Tak lama, Astria—kakak Astra keluar dari dapur, berjalan menuju depan TV.
“Kak Astri!” sapa Eza.
Astra sudah hilang entah kemana.
“Hai, Za.”
“Kak Astri tambah cantik euy.”
Astria hanya tertawa menanggapi.
“Ayo, Za.” ujar Astra. Baru ganti baju ternyata.
“Keluar dulu ya, kak.” pamit Eza.
Mereka berjalan beriringan sampai depan gerbang.

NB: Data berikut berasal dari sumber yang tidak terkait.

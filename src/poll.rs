//! Completion polling for asynchronous submissions.
//!
//! The service has no push channel; a pending URL becomes ready once a
//! lightweight probe against it succeeds. The [`Poller`] runs a bounded
//! number of automatic rounds and stops at the first round that resolves
//! anything, so partial results surface immediately. Whatever is still
//! pending stays in [`PollState`] for user-triggered rechecks.

use async_trait::async_trait;
use futures::future::join_all;
use std::time::Duration;

/// Automatic probe rounds per poll session.
pub const DEFAULT_MAX_ROUNDS: u32 = 3;
/// Pause before each automatic round.
pub const DEFAULT_ROUND_INTERVAL: Duration = Duration::from_secs(2);

/// Checks whether a result URL has content yet.
///
/// Implementations must not fail: any error means "not ready".
#[async_trait]
pub trait UrlProber: Send + Sync {
    /// Returns true if the URL is ready.
    async fn is_ready(&self, url: &str) -> bool;
}

/// URLs still awaited in one poll session.
#[derive(Debug, Clone, PartialEq, Eq)]
pub struct PollState {
    pending: Vec<String>,
    attempts_remaining: u32,
}

impl PollState {
    /// Creates a state tracking `urls`, deduplicated in first-seen order.
    pub fn new(urls: impl IntoIterator<Item = String>, attempts: u32) -> Self {
        let mut pending: Vec<String> = Vec::new();
        for url in urls {
            if !pending.contains(&url) {
                pending.push(url);
            }
        }
        Self {
            pending,
            attempts_remaining: attempts,
        }
    }

    /// URLs not yet ready.
    pub fn pending(&self) -> &[String] {
        &self.pending
    }

    /// Automatic rounds left.
    pub fn attempts_remaining(&self) -> u32 {
        self.attempts_remaining
    }

    /// Returns true once nothing is pending.
    pub fn is_complete(&self) -> bool {
        self.pending.is_empty()
    }

    /// Returns true if automatic polling should continue.
    pub fn can_auto_poll(&self) -> bool {
        !self.is_complete() && self.attempts_remaining > 0
    }
}

/// Drives probe rounds over a [`PollState`].
#[derive(Debug, Clone)]
pub struct Poller {
    max_rounds: u32,
    interval: Duration,
}

impl Default for Poller {
    fn default() -> Self {
        Self {
            max_rounds: DEFAULT_MAX_ROUNDS,
            interval: DEFAULT_ROUND_INTERVAL,
        }
    }
}

impl Poller {
    /// Creates a poller with the default budget.
    pub fn new() -> Self {
        Self::default()
    }

    /// Sets the number of automatic rounds.
    pub fn max_rounds(mut self, rounds: u32) -> Self {
        self.max_rounds = rounds;
        self
    }

    /// Sets the pause before each automatic round.
    pub fn interval(mut self, interval: Duration) -> Self {
        self.interval = interval;
        self
    }

    /// Starts a session for the given pending URLs.
    pub fn start(&self, urls: impl IntoIterator<Item = String>) -> PollState {
        PollState::new(urls, self.max_rounds)
    }

    /// Probes every pending URL once and moves ready ones out of `state`.
    ///
    /// Does not consume an automatic attempt; this is the manual recheck.
    pub async fn probe_round(&self, state: &mut PollState, prober: &dyn UrlProber) -> Vec<String> {
        if state.pending.is_empty() {
            return Vec::new();
        }

        let checks = state.pending.iter().map(|url| prober.is_ready(url));
        let outcomes = join_all(checks).await;

        let mut ready = Vec::new();
        let mut still_pending = Vec::new();
        for (url, is_ready) in state.pending.drain(..).zip(outcomes) {
            if is_ready {
                ready.push(url);
            } else {
                still_pending.push(url);
            }
        }
        state.pending = still_pending;

        tracing::debug!(
            ready = ready.len(),
            pending = state.pending.len(),
            "probe round finished"
        );
        ready
    }

    /// Runs automatic rounds until something is ready or attempts run out.
    ///
    /// Returns the URLs resolved in the first productive round, or nothing.
    /// Never fails; unresolved URLs stay in `state`.
    pub async fn run(&self, state: &mut PollState, prober: &dyn UrlProber) -> Vec<String> {
        let mut round = 0u32;
        while state.can_auto_poll() {
            if !self.interval.is_zero() {
                tokio::time::sleep(self.interval).await;
            }

            round += 1;
            tracing::debug!(round, pending = state.pending.len(), "automatic probe round");
            let ready = self.probe_round(state, prober).await;
            state.attempts_remaining -= 1;

            if !ready.is_empty() {
                tracing::info!(
                    round,
                    ready = ready.len(),
                    pending = state.pending.len(),
                    attempts_remaining = state.attempts_remaining,
                    "results ready"
                );
                return ready;
            }
        }

        if !state.is_complete() {
            tracing::info!(
                pending = state.pending.len(),
                "automatic polling exhausted, results still pending"
            );
        }
        Vec::new()
    }
}

#[cfg(test)]
pub(crate) mod tests {
    use super::*;
    use std::collections::HashMap;
    use std::sync::Mutex;

    /// Scripted prober: each URL becomes ready on a given probe number.
    #[derive(Default)]
    pub(crate) struct ScriptedProber {
        ready_on: HashMap<String, usize>,
        calls: Mutex<HashMap<String, usize>>,
    }

    impl ScriptedProber {
        pub(crate) fn new() -> Self {
            Self::default()
        }

        pub(crate) fn ready_on(mut self, url: &str, probe: usize) -> Self {
            self.ready_on.insert(url.to_string(), probe);
            self
        }

        pub(crate) fn calls(&self, url: &str) -> usize {
            self.calls.lock().unwrap().get(url).copied().unwrap_or(0)
        }
    }

    #[async_trait]
    impl UrlProber for ScriptedProber {
        async fn is_ready(&self, url: &str) -> bool {
            let mut calls = self.calls.lock().unwrap();
            let n = calls.entry(url.to_string()).or_insert(0);
            *n += 1;
            self.ready_on.get(url).is_some_and(|on| *n >= *on)
        }
    }

    fn fast_poller() -> Poller {
        Poller::new().interval(Duration::ZERO)
    }

    fn urls(items: &[&str]) -> Vec<String> {
        items.iter().map(|s| s.to_string()).collect()
    }

    #[tokio::test]
    async fn test_first_round_partial_result() {
        let poller = fast_poller();
        let prober = ScriptedProber::new().ready_on("b", 1);
        let mut state = poller.start(urls(&["a", "b", "c"]));

        let ready = poller.run(&mut state, &prober).await;

        assert_eq!(ready, vec!["b"]);
        assert_eq!(state.pending(), ["a", "c"]);
        assert_eq!(state.attempts_remaining(), DEFAULT_MAX_ROUNDS - 1);
        // Stopped after the productive round.
        assert_eq!(prober.calls("a"), 1);
    }

    #[tokio::test]
    async fn test_exhausted_rounds_keep_everything() {
        let poller = fast_poller();
        let prober = ScriptedProber::new();
        let mut state = poller.start(urls(&["a", "b", "c"]));

        let ready = poller.run(&mut state, &prober).await;

        assert!(ready.is_empty());
        assert_eq!(state.pending(), ["a", "b", "c"]);
        assert_eq!(state.attempts_remaining(), 0);
        assert_eq!(prober.calls("a"), 3);
        assert!(!state.can_auto_poll());
    }

    #[tokio::test]
    async fn test_ready_on_later_round() {
        let poller = fast_poller();
        let prober = ScriptedProber::new().ready_on("a", 3).ready_on("b", 3);
        let mut state = poller.start(urls(&["a", "b"]));

        let ready = poller.run(&mut state, &prober).await;

        assert_eq!(ready, vec!["a", "b"]);
        assert!(state.is_complete());
        assert_eq!(state.attempts_remaining(), 0);
    }

    #[tokio::test]
    async fn test_manual_recheck_after_exhaustion() {
        let poller = fast_poller();
        let prober = ScriptedProber::new().ready_on("a", 5);
        let mut state = poller.start(urls(&["a"]));

        assert!(poller.run(&mut state, &prober).await.is_empty());
        assert_eq!(state.attempts_remaining(), 0);

        // Automatic polling is done; manual rechecks are unbounded.
        assert!(poller.run(&mut state, &prober).await.is_empty());
        assert!(poller.probe_round(&mut state, &prober).await.is_empty());
        assert_eq!(poller.probe_round(&mut state, &prober).await, vec!["a"]);
        assert!(state.is_complete());
        assert_eq!(state.attempts_remaining(), 0);
    }

    #[tokio::test]
    async fn test_empty_state_is_noop() {
        let poller = fast_poller();
        let prober = ScriptedProber::new();
        let mut state = poller.start(Vec::new());

        assert!(poller.run(&mut state, &prober).await.is_empty());
        assert_eq!(state.attempts_remaining(), DEFAULT_MAX_ROUNDS);
    }

    #[test]
    fn test_state_dedupes_urls() {
        let state = PollState::new(urls(&["a", "b", "a"]), 2);
        assert_eq!(state.pending(), ["a", "b"]);
        assert_eq!(state.attempts_remaining(), 2);
    }

    #[tokio::test]
    async fn test_default_interval_applies() {
        let poller = Poller::new().max_rounds(1).interval(Duration::from_millis(20));
        let prober = ScriptedProber::new();
        let mut state = poller.start(urls(&["a"]));

        let started = std::time::Instant::now();
        poller.run(&mut state, &prober).await;
        assert!(started.elapsed() >= Duration::from_millis(20));
        assert_eq!(state.attempts_remaining(), 0);
    }
}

“Gak bawa motor?” tanya Astra setelah sampai gerbang. Celingukan dia.
“Gak perlu. Ayo.”
Lagi-lagi entah untuk yang keberapa kali, tangan mereka bertaut saling mengisi.
“Mau kemana Za?”
“Rumah.” jawab Eza santai.
Astra terkejut, tungkainya sempat berhenti mendadak lalu jalan lagi.
“Rumah kamu?!”
Eza mengangguk.
“Dirumahmu memangnya ada apa?”
“Ada Zaeim.”
Astra memutar bola matanya. Kesal. Jawabannya tidak berguna.
•
•
•SEKARANG sepasang manusia tadi, sedang duduk diatas tikar. Eza dengan gitarnya, dan Astra dengan Bongshik. Senangnya hati Eza melihat dua kesayangannya akur. Tadi, kata Eza selamat datang di piknik malam.
Suka ngawur emang. Tapi, tetap saja Astra suka.
“Mau dinyanyiin apa Tar?”
Kata Eza yang sedang sibuk mengatur gitarnya.
“Apa aja.”
Kali ini, Astra sibuk memakan puding coklat yang Eza siapkan tadi. Bongshik sudah pergi entah kemana.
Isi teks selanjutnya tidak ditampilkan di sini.